Em nota, a Secretaria Municipal da Saúde de São Paulo informou que Davi é acompanhando no Hospital Municipal Infantil Menino Jesus e Hospital Sírio-Libanês por equipe multiprofissional do Centro de Reabilitação Intestinal e Transplante.
“O paciente faz parte do programa de nutrição parenteral domiciliar e realiza acompanhamento ambulatorial com a equipe da unidade.”
Mais desafios
Davi Miguel e sua mãe, Dinea – foto G1
O problema de saúde se soma aos desafios financeiros da família que, assim como tantas outras, sentiu na pele os efeitos da pandemia.
A mãe, Dinea Gama, fica em casa para garantir a assistência ao filho, e o pai atua como autônomo, enquanto não consegue um emprego com carteira assinada.
“É difícil, porque com essa pandemia ficou difícil pra todo mundo. A gente já imaginava que seria mais difícil do que lá [nos Estados Unidos]. Minha mulher não trabalha, fica por conta dele [do Davi]. Eu faço algumas coisas, dá pra fazer alguma coisa, não estou registrado”, afirma Jesimar.
Da dor à esperança
Entre dores de injeções e limitações em relação a outras crianças, como não poder entrar na piscina ou jogar uma partida de futebol, Davi Miguel sofre e tenta entender por que as coisas com ele são assim.
“Ele tem consciência, porque sabe que os outros não usam cateter. Ele tem vontade de mergulhar, o sonho dele é mergulhar e ele sabe que por causa do cateter não pode”, afirma Jesimar.
Mas nada disso tira o sorriso dele. A empolgação gravada pela mãe no vídeo da ida para a escola é constante na criança, que é muito brincalhona, ativa e aproveita tudo aquilo que está ao alcance dela, garante a família.

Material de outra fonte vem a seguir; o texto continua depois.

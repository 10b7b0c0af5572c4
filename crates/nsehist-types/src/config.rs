//! Download configuration collected by a front-end.

use chrono::NaiveDate;
use serde::{Deserialize, Serialize};

use crate::{DateRange, InputError, InstrumentType, Timeframe, parse_date};

/// The five inputs of a download: what to fetch, for when, at which granularity.
///
/// Built once from user input and read-only afterwards.
#[derive(Debug, Clone, PartialEq, Eq, Serialize, Deserialize)]
pub struct Configuration {
    instrument_type: InstrumentType,
    symbol: String,
    from: NaiveDate,
    to: NaiveDate,
    timeframe: Timeframe,
}

impl Configuration {
    /// Creates a configuration without the front-end input checks.
    ///
    /// `symbol` is used verbatim; see [`Configuration::from_input`] for the
    /// validating constructor that also resolves the symbol.
    #[must_use]
    pub fn new(
        instrument_type: InstrumentType,
        symbol: impl Into<String>,
        range: DateRange,
        timeframe: Timeframe,
    ) -> Self {
        Self {
            instrument_type,
            symbol: symbol.into(),
            from: range.start,
            to: range.end,
            timeframe,
        }
    }

    /// Validates raw front-end input and builds a configuration.
    ///
    /// The symbol must not be blank and `to` must be strictly after `from`.
    /// Stock symbols are upper-cased; index names are kept as typed (the
    /// fetch loop normalizes them).
    ///
    /// # Errors
    ///
    /// Returns an [`InputError`] describing the first failed check.
    pub fn from_input(
        instrument_type: InstrumentType,
        symbol: &str,
        from: NaiveDate,
        to: NaiveDate,
        timeframe: Timeframe,
    ) -> Result<Self, InputError> {
        let symbol = symbol.trim();
        if symbol.is_empty() {
            return Err(InputError::EmptySymbol);
        }
        if to <= from {
            return Err(InputError::EndNotAfterStart { from, to });
        }

        let symbol = match instrument_type {
            InstrumentType::Index => symbol.to_string(),
            InstrumentType::Stock => instrument_type.resolve_symbol(symbol),
        };

        Ok(Self {
            instrument_type,
            symbol,
            from,
            to,
            timeframe,
        })
    }

    /// Like [`Configuration::from_input`], parsing `DD-MM-YYYY` date strings.
    ///
    /// # Errors
    ///
    /// Returns an [`InputError`] if a date does not parse or a check fails.
    pub fn from_strings(
        instrument_type: InstrumentType,
        symbol: &str,
        from: &str,
        to: &str,
        timeframe: Timeframe,
    ) -> Result<Self, InputError> {
        let from = parse_date(from)?;
        let to = parse_date(to)?;
        Self::from_input(instrument_type, symbol, from, to, timeframe)
    }

    /// Returns the instrument type.
    #[must_use]
    pub const fn instrument_type(&self) -> InstrumentType {
        self.instrument_type
    }

    /// Returns the symbol as entered (stock symbols upper-cased).
    #[must_use]
    pub fn symbol(&self) -> &str {
        &self.symbol
    }

    /// Returns the symbol the snapshot is searched for.
    #[must_use]
    pub fn resolved_symbol(&self) -> String {
        self.instrument_type.resolve_symbol(&self.symbol)
    }

    /// Returns the inclusive date range.
    #[must_use]
    pub const fn range(&self) -> DateRange {
        DateRange {
            start: self.from,
            end: self.to,
        }
    }

    /// Returns the requested output granularity.
    #[must_use]
    pub const fn timeframe(&self) -> Timeframe {
        self.timeframe
    }
}

#[cfg(test)]
mod tests {
    use super::*;

    fn date(y: i32, m: u32, d: u32) -> NaiveDate {
        NaiveDate::from_ymd_opt(y, m, d).unwrap()
    }

    #[test]
    fn test_from_input_valid() {
        let config = Configuration::from_input(
            InstrumentType::Stock,
            " reliance ",
            date(2025, 1, 1),
            date(2025, 1, 31),
            Timeframe::Weekly,
        )
        .unwrap();

        assert_eq!(config.symbol(), "RELIANCE");
        assert_eq!(config.range().total_days(), 31);
        assert_eq!(config.timeframe(), Timeframe::Weekly);
    }

    #[test]
    fn test_index_symbol_resolved_lazily() {
        let config = Configuration::from_input(
            InstrumentType::Index,
            "nifty bank",
            date(2025, 1, 1),
            date(2025, 1, 2),
            Timeframe::Daily,
        )
        .unwrap();

        assert_eq!(config.symbol(), "nifty bank");
        assert_eq!(config.resolved_symbol(), "NIFTY bank");
    }

    #[test]
    fn test_empty_symbol_rejected() {
        let err = Configuration::from_input(
            InstrumentType::Index,
            "   ",
            date(2025, 1, 1),
            date(2025, 1, 2),
            Timeframe::Daily,
        )
        .unwrap_err();
        assert_eq!(err, InputError::EmptySymbol);
    }

    #[test]
    fn test_end_must_follow_start() {
        let same_day = Configuration::from_input(
            InstrumentType::Index,
            "NIFTY 50",
            date(2025, 1, 2),
            date(2025, 1, 2),
            Timeframe::Daily,
        );
        assert!(matches!(same_day, Err(InputError::EndNotAfterStart { .. })));

        let reversed = Configuration::from_input(
            InstrumentType::Index,
            "NIFTY 50",
            date(2025, 1, 3),
            date(2025, 1, 2),
            Timeframe::Daily,
        );
        assert!(matches!(reversed, Err(InputError::EndNotAfterStart { .. })));
    }

    #[test]
    fn test_from_strings() {
        let config = Configuration::from_strings(
            InstrumentType::Index,
            "NIFTY 50",
            "01-01-2025",
            "31-01-2025",
            Timeframe::Monthly,
        )
        .unwrap();
        assert_eq!(config.range().start, date(2025, 1, 1));

        let bad = Configuration::from_strings(
            InstrumentType::Index,
            "NIFTY 50",
            "2025-01-01",
            "31-01-2025",
            Timeframe::Monthly,
        );
        assert!(matches!(bad, Err(InputError::Date(_))));
    }
}
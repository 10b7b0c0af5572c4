//! DD-MM-YYYY date helpers.
//!
//! Every date a user types, every date in an exported file and every date
//! NSE prints in its index snapshot uses the day-first `DD-MM-YYYY` layout.

use chrono::NaiveDate;

use crate::DateParseError;

/// `chrono` format string for `DD-MM-YYYY`.
pub const DATE_FORMAT: &str = "%d-%m-%Y";

/// `chrono` format string for the compact `YYYYMMDD` form used in file names.
pub const COMPACT_DATE_FORMAT: &str = "%Y%m%d";

/// Parses a `DD-MM-YYYY` date, ignoring surrounding whitespace.
///
/// # Errors
///
/// Returns an error if the input is not a valid `DD-MM-YYYY` date.
pub fn parse_date(input: &str) -> Result<NaiveDate, DateParseError> {
    let trimmed = input.trim();
    NaiveDate::parse_from_str(trimmed, DATE_FORMAT)
        .map_err(|_| DateParseError(trimmed.to_string()))
}

/// Renders a date as `DD-MM-YYYY`.
#[must_use]
pub fn format_date(date: NaiveDate) -> String {
    date.format(DATE_FORMAT).to_string()
}

/// Renders a date as `YYYYMMDD`.
#[must_use]
pub fn format_compact(date: NaiveDate) -> String {
    date.format(COMPACT_DATE_FORMAT).to_string()
}
//! Calendar buckets for resampling.

use chrono::{Datelike, Days, NaiveDate, Weekday};
use nsehist_types::Timeframe;

/// A calendar bucket size coarser than one day.
#[derive(Debug, Clone, Copy, PartialEq, Eq, Hash)]
pub enum Period {
    /// Saturday through Friday, keyed by the Friday.
    Week,
    /// A calendar month, keyed by its last day.
    Month,
}

impl Period {
    /// Returns the bucket size for a timeframe, or `None` for daily output.
    #[must_use]
    pub const fn from_timeframe(timeframe: Timeframe) -> Option<Self> {
        match timeframe {
            Timeframe::Daily => None,
            Timeframe::Weekly => Some(Self::Week),
            Timeframe::Monthly => Some(Self::Month),
        }
    }

    /// Returns the last calendar day of the bucket containing `date`.
    ///
    /// The bucket end doubles as the bucket key and as the date printed on
    /// the aggregated record.
    #[must_use]
    pub fn bucket_end(&self, date: NaiveDate) -> NaiveDate {
        match self {
            Self::Week => week_ending_friday(date),
            Self::Month => month_end(date),
        }
    }
}

/// Returns the Friday on or after `date`.
fn week_ending_friday(date: NaiveDate) -> NaiveDate {
    let friday = Weekday::Fri.num_days_from_monday();
    let offset = (friday + 7 - date.weekday().num_days_from_monday()) % 7;
    date.checked_add_days(Days::new(u64::from(offset)))
        .unwrap_or(date)
}

/// Returns the last day of the month containing `date`.
fn month_end(date: NaiveDate) -> NaiveDate {
    let next_month_start = if date.month() == 12 {
        NaiveDate::from_ymd_opt(date.year() + 1, 1, 1)
    } else {
        NaiveDate::from_ymd_opt(date.year(), date.month() + 1, 1)
    };
    next_month_start
        .and_then(|d| d.pred_opt())
        .unwrap_or(date)
}

#[cfg(test)]
mod tests {
    use super::*;

    fn date(y: i32, m: u32, d: u32) -> NaiveDate {
        NaiveDate::from_ymd_opt(y, m, d).unwrap()
    }

    #[test]
    fn test_week_ends_on_friday() {
        // Mon 03-02-2025 .. Fri 07-02-2025 share a bucket
        for day in 3..=7 {
            assert_eq!(Period::Week.bucket_end(date(2025, 2, day)), date(2025, 2, 7));
        }
    }

    #[test]
    fn test_weekend_rolls_into_next_week() {
        assert_eq!(Period::Week.bucket_end(date(2025, 2, 8)), date(2025, 2, 14)); // Saturday
        assert_eq!(Period::Week.bucket_end(date(2025, 2, 9)), date(2025, 2, 14)); // Sunday
    }

    #[test]
    fn test_week_crossing_year() {
        // Mon 30-12-2024 belongs to the week ending Fri 03-01-2025
        assert_eq!(Period::Week.bucket_end(date(2024, 12, 30)), date(2025, 1, 3));
    }

    #[test]
    fn test_month_end() {
        assert_eq!(Period::Month.bucket_end(date(2025, 1, 15)), date(2025, 1, 31));
        assert_eq!(Period::Month.bucket_end(date(2024, 2, 1)), date(2024, 2, 29));
        assert_eq!(Period::Month.bucket_end(date(2025, 2, 28)), date(2025, 2, 28));
        assert_eq!(Period::Month.bucket_end(date(2025, 12, 1)), date(2025, 12, 31));
    }

    #[test]
    fn test_from_timeframe() {
        assert_eq!(Period::from_timeframe(Timeframe::Daily), None);
        assert_eq!(Period::from_timeframe(Timeframe::Weekly), Some(Period::Week));
        assert_eq!(Period::from_timeframe(Timeframe::Monthly), Some(Period::Month));
    }
}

“Ele é feliz, é uma festa só aqui em casa, conversa o dia todo, gosta de trolar os outros. Se você está sentado, ele quer puxar a cadeira para fazer de conta que você está caindo”, conta Jesimar.
Na escola, agora com atividades em sala após um ano e meio só pela internet, o menino também se demonstra interessado. “Ele fala que gosta de matemática, faz tudo certinho. Ele está bem, segundo as professoras.”
Na hora do jantar da família, embora os alimentos não sirvam para sua nutrição, ele não fica de fora e faz questão de provar, ainda mais se for comida japonesa. “Ele experimenta de tudo, só que não absorve, mas gosta. A gente está sempre tentando colocar para ele.”
Davi sabe que viver, sorrir e sonhar também são uma questão de esperança. E isso ele tem de sobra, o suficiente para contagiar quem está à sua volta.
“Temos esperança de que com a tecnologia tudo muda, pode aparecer alguma solução para ele, a esperança é essa. As coisas estão mudando muito, a tecnologia é muito avançada, não sei quanto tempo, Deus é que sabe” , afirma o pai.